Input records:
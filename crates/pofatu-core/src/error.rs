//! Error types for entity building.

use pofatu_ingest::{IngestError, SheetName};
use pofatu_model::ModelError;
use pofatu_standards::StandardsError;
use thiserror::Error;

#[derive(Debug, Error)]
pub enum BuildError {
    #[error(transparent)]
    Ingest(#[from] IngestError),

    #[error(transparent)]
    Standards(#[from] StandardsError),

    #[error(transparent)]
    Model(#[from] ModelError),

    /// A cell could not be turned into a field value.
    #[error("{sheet} row {row}, column '{column}': {source}")]
    InvalidCell {
        sheet: SheetName,
        row: usize,
        column: String,
        #[source]
        source: ModelError,
    },

    /// A sheet lacks a column every row is keyed on.
    #[error("{sheet}: no '{column}' column in the sub-header")]
    MissingColumn { sheet: SheetName, column: &'static str },

    /// Two rows share a sample id but differ in content.
    #[error("conflicting rows {first} and {second} for sample {id}")]
    ConflictingSample {
        id: String,
        first: usize,
        second: usize,
    },
}

pub type Result<T> = std::result::Result<T, BuildError>;

#[cfg(test)]
mod tests {
    use super::*;

    #[test]
    fn test_invalid_cell_display() {
        let err = BuildError::InvalidCell {
            sheet: SheetName::SampleMetadata,
            row: 7,
            column: "Sample category".to_string(),
            source: ModelError::InvalidSampleCategory {
                value: "ROCK".to_string(),
            },
        };
        assert_eq!(
            err.to_string(),
            "2 Sample metadata row 7, column 'Sample category': invalid sample category 'ROCK'"
        );
    }
}
//! Text helpers shared by the sheet reader and the entity builder.

/// Returns true for `None` and whitespace-only strings.
pub fn is_blank(value: Option<&str>) -> bool {
    value.is_none_or(|text| text.trim().is_empty())
}

/// Trims a cell value, returning `None` when nothing is left.
pub fn non_empty(value: Option<&str>) -> Option<String> {
    value
        .map(str::trim)
        .filter(|text| !text.is_empty())
        .map(str::to_string)
}

/// Splits a `;`-delimited list, trimming items and dropping empty ones.
///
/// ```
/// use pofatu_common::semicolon_split;
///
/// assert_eq!(semicolon_split(Some("a; b;;c ")), vec!["a", "b", "c"]);
/// assert!(semicolon_split(None).is_empty());
/// ```
pub fn semicolon_split(value: Option<&str>) -> Vec<String> {
    let Some(text) = value else {
        return Vec::new();
    };
    text.split(';')
        .map(str::trim)
        .filter(|item| !item.is_empty())
        .map(str::to_string)
        .collect()
}

/// Builds an identifier from free text by keeping ASCII letters and digits.
///
/// Accented Latin letters are folded to their base letter first so that
/// `Nuku Hiva` and `Nukú Hiva` produce the same slug.
pub fn slug(value: &str, lowercase: bool) -> String {
    value
        .chars()
        .map(fold_accent)
        .filter(char::is_ascii_alphanumeric)
        .map(|ch| {
            if lowercase {
                ch.to_ascii_lowercase()
            } else {
                ch
            }
        })
        .collect()
}

fn fold_accent(ch: char) -> char {
    match ch {
        'à' | 'á' | 'â' | 'ã' | 'ä' | 'å' | 'ā' => 'a',
        'À' | 'Á' | 'Â' | 'Ã' | 'Ä' | 'Å' | 'Ā' => 'A',
        'è' | 'é' | 'ê' | 'ë' | 'ē' => 'e',
        'È' | 'É' | 'Ê' | 'Ë' | 'Ē' => 'E',
        'ì' | 'í' | 'î' | 'ï' | 'ī' => 'i',
        'Ì' | 'Í' | 'Î' | 'Ï' | 'Ī' => 'I',
        'ò' | 'ó' | 'ô' | 'õ' | 'ö' | 'ō' => 'o',
        'Ò' | 'Ó' | 'Ô' | 'Õ' | 'Ö' | 'Ō' => 'O',
        'ù' | 'ú' | 'û' | 'ü' | 'ū' => 'u',
        'Ù' | 'Ú' | 'Û' | 'Ü' | 'Ū' => 'U',
        'ñ' => 'n',
        'Ñ' => 'N',
        'ç' => 'c',
        'Ç' => 'C',
        other => other,
    }
}

#[cfg(test)]
mod tests {
    use super::*;

    #[test]
    fn test_is_blank() {
        assert!(is_blank(None));
        assert!(is_blank(Some("  ")));
        assert!(!is_blank(Some("x")));
    }

    #[test]
    fn test_non_empty() {
        assert_eq!(non_empty(Some("  x ")), Some("x".to_string()));
        assert_eq!(non_empty(Some("   ")), None);
    }

    #[test]
    fn test_slug() {
        assert_eq!(slug("Nuku Hiva / Hatiheu", true), "nukuhivahatiheu");
        assert_eq!(slug("Nukú Hiva", true), "nukuhiva");
        assert_eq!(slug("N-C", false), "NC");
        assert_eq!(slug("SiO2 [wt%]", true), "sio2wt");
    }
}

Exercise description:
Set down every entry again, exactly as written.

Answer area:
filename crates/pofatu-core/src/error.rs
//! Error types for entity building.

use pofatu_ingest::{IngestError, SheetName};
use pofatu_model::ModelError;
use pofatu_standards::StandardsError;
use thiserror::Error;

#[derive(Debug, Error)]
pub enum BuildError {
    #[error(transparent)]
    Ingest(#[from] IngestError),

    #[error(transparent)]
    Standards(#[from] StandardsError),

    #[error(transparent)]
    Model(#[from] ModelError),

    /// A cell could not be turned into a field value.
    #[error("{sheet} row {row}, column '{column}': {source}")]
    InvalidCell {
        sheet: SheetName,
        row: usize,
        column: String,
        #[source]
        source: ModelError,
    },

    /// A sheet lacks a column every row is keyed on.
    #[error("{sheet}: no '{column}' column in the sub-header")]
    MissingColumn { sheet: SheetName, column: &'static str },

    /// Two rows share a sample id but differ in content.
    #[error("conflicting rows {first} and {second} for sample {id}")]
    ConflictingSample {
        id: String,
        first: usize,
        second: usize,
    },
}

pub type Result<T> = std::result::Result<T, BuildError>;

#[cfg(test)]
mod tests {
    use super::*;

    #[test]
    fn test_invalid_cell_display() {
        let err = BuildError::InvalidCell {
            sheet: SheetName::SampleMetadata,
            row: 7,
            column: "Sample category".to_string(),
            source: ModelError::InvalidSampleCategory {
                value: "ROCK".to_string(),
            },
        };
        assert_eq!(
            err.to_string(),
            "2 Sample metadata row 7, column 'Sample category': invalid sample category 'ROCK'"
        );
    }
}
//! Text helpers shared by the sheet reader and the entity builder.

/// Returns true for `None` and whitespace-only strings.
pub fn is_blank(value: Option<&str>) -> bool {
    value.is_none_or(|text| text.trim().is_empty())
}

/// Trims a cell value, returning `None` when nothing is left.
pub fn non_empty(value: Option<&str>) -> Option<String> {
    value
        .map(str::trim)
        .filter(|text| !text.is_empty())
        .map(str::to_string)
}

/// Splits a `;`-delimited list, trimming items and dropping empty ones.
///
/// ```
/// use pofatu_common::semicolon_split;
///
/// assert_eq!(semicolon_split(Some("a; b;;c ")), vec!["a", "b", "c"]);
/// assert!(semicolon_split(None).is_empty());
/// ```
pub fn semicolon_split(value: Option<&str>) -> Vec<String> {
    let Some(text) = value else {
        return Vec::new();
    };
    text.split(';')
        .map(str::trim)
        .filter(|item| !item.is_empty())
        .map(str::to_string)
        .collect()
}

/// Builds an identifier from free text by keeping ASCII letters and digits.
///
/// Accented Latin letters are folded to their base letter first so that
/// `Nuku Hiva` and `Nukú Hiva` produce the same slug.
pub fn slug(value: &str, lowercase: bool) -> String {
    value
        .chars()
        .map(fold_accent)
        .filter(char::is_ascii_alphanumeric)
        .map(|ch| {
            if lowercase {
                ch.to_ascii_lowercase()
            } else {
                ch
            }
        })
        .collect()
}

fn fold_accent(ch: char) -> char {
    match ch {
        'à' | 'á' | 'â' | 'ã' | 'ä' | 'å' | 'ā' => 'a',
        'À' | 'Á' | 'Â' | 'Ã' | 'Ä' | 'Å' | 'Ā' => 'A',
        'è' | 'é' | 'ê' | 'ë' | 'ē' => 'e',
        'È' | 'É' | 'Ê' | 'Ë' | 'Ē' => 'E',
        'ì' | 'í' | 'î' | 'ï' | 'ī' => 'i',
        'Ì' | 'Í' | 'Î' | 'Ï' | 'Ī' => 'I',
        'ò' | 'ó' | 'ô' | 'õ' | 'ö' | 'ō' => 'o',
        'Ò' | 'Ó' | 'Ô' | 'Õ' | 'Ö' | 'Ō' => 'O',
        'ù' | 'ú' | 'û' | 'ü' | 'ū' => 'u',
        'Ù' | 'Ú' | 'Û' | 'Ü' | 'Ū' => 'U',
        'ñ' => 'n',
        'Ñ' => 'N',
        'ç' => 'c',
        'Ç' => 'C',
        other => other,
    }
}

#[cfg(test)]
mod tests {
    use super::*;

    #[test]
    fn test_is_blank() {
        assert!(is_blank(None));
        assert!(is_blank(Some("  ")));
        assert!(!is_blank(Some("x")));
    }

    #[test]
    fn test_non_empty() {
        assert_eq!(non_empty(Some("  x ")), Some("x".to_string()));
        assert_eq!(non_empty(Some("   ")), None);
    }

    #[test]
    fn test_slug() {
        assert_eq!(slug("Nuku Hiva / Hatiheu", true), "nukuhivahatiheu");
        assert_eq!(slug("Nukú Hiva", true), "nukuhiva");
        assert_eq!(slug("N-C", false), "NC");
        assert_eq!(slug("SiO2 [wt%]", true), "sio2wt");
    }
}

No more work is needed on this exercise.